Task instructions
Set down exactly the lines below, starting at the one that contains "pub fn initialize(&self)" and ending at the one that contains "pub fn is_initialized(&self)", with both of those lines included and nothing else.
── Extracted material
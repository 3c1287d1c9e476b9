//! Entity type registry
//!
//! Wraps a [`ConfigLoader`] with lazy, memoized resolution backed by the shared cache.

use std::sync::atomic::{AtomicBool, Ordering};
use std::sync::Arc;

use crate::cache::{CacheDriver, CacheKind};
use crate::entity::loader::ConfigLoader;
use crate::entity::types::EntityType;
use crate::error::{Error, Result};

/// Registry of entity types, loaded on demand
pub struct EntityTypeRegistry {
    loader: ConfigLoader,
    cache: Arc<CacheDriver>,
    initialized: AtomicBool,
}

impl EntityTypeRegistry {
    pub fn new(loader: ConfigLoader, cache: Arc<CacheDriver>) -> Self {
        Self {
            loader,
            cache,
            initialized: AtomicBool::new(false),
        }
    }

    /// Eagerly load every entity type. A second call is a no-op once populated.
    pub fn initialize(&self) -> Result<usize> {
        if self.initialized.load(Ordering::Acquire) {
            return Ok(0);
        }

        let entity_types = self.loader.load_all()?;
        for entity_type in &entity_types {
            self.cache
                .put_kind(&entity_type.code, CacheKind::Config, entity_type);
        }

        self.initialized.store(true, Ordering::Release);
        tracing::info!(count = entity_types.len(), "Entity type registry initialized");
        Ok(entity_types.len())
    }

    pub fn is_initialized(&self) -> bool {
        self.initialized.load(Ordering::Acquire)
    }

    /// Resolve an entity type, loading it on demand
    pub fn get(&self, code: &str) -> Result<EntityType> {
        if let Some(entity_type) = self.cache.get_kind::<EntityType>(code, CacheKind::Config) {
            return Ok(entity_type);
        }

        if !self.loader.exists(code) {
            return Err(Error::ConfigError(format!("Unknown entity type '{}'", code)));
        }

        let entity_type = self.loader.load(code)?;
        self.cache.put_kind(code, CacheKind::Config, &entity_type);
        Ok(entity_type)
    }

    /// Whether `code` resolves to an entity type; never fails
    pub fn has(&self, code: &str) -> bool {
        self.cache.get_kind::<EntityType>(code, CacheKind::Config).is_some() || self.loader.exists(code)
    }

    /// Codes of every configured entity type
    pub fn codes(&self) -> Result<Vec<String>> {
        self.loader.codes()
    }

    /// Drop the cached configuration of one entity type so the next `get` re-reads the file
    pub fn invalidate(&self, code: &str) {
        self.cache.forget_entity_type(code);
    }

    /// Drop everything and reload from disk
    pub fn reload(&self) -> Result<usize> {
        for code in self.loader.codes()? {
            self.cache.forget_entity_type(&code);
        }
        self.initialized.store(false, Ordering::Release);
        self.initialize()
    }

    pub fn loader(&self) -> &ConfigLoader {
        &self.loader
    }
}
────
Response to this exercise
    pub fn initialize(&self) -> Result<usize> {
        if self.initialized.load(Ordering::Acquire) {
            return Ok(0);
        }

        let entity_types = self.loader.load_all()?;
        for entity_type in &entity_types {
            self.cache
                .put_kind(&entity_type.code, CacheKind::Config, entity_type);
        }

        self.initialized.store(true, Ordering::Release);
        tracing::info!(count = entity_types.len(), "Entity type registry initialized");
        Ok(entity_types.len())
    }

    pub fn is_initialized(&self) -> bool {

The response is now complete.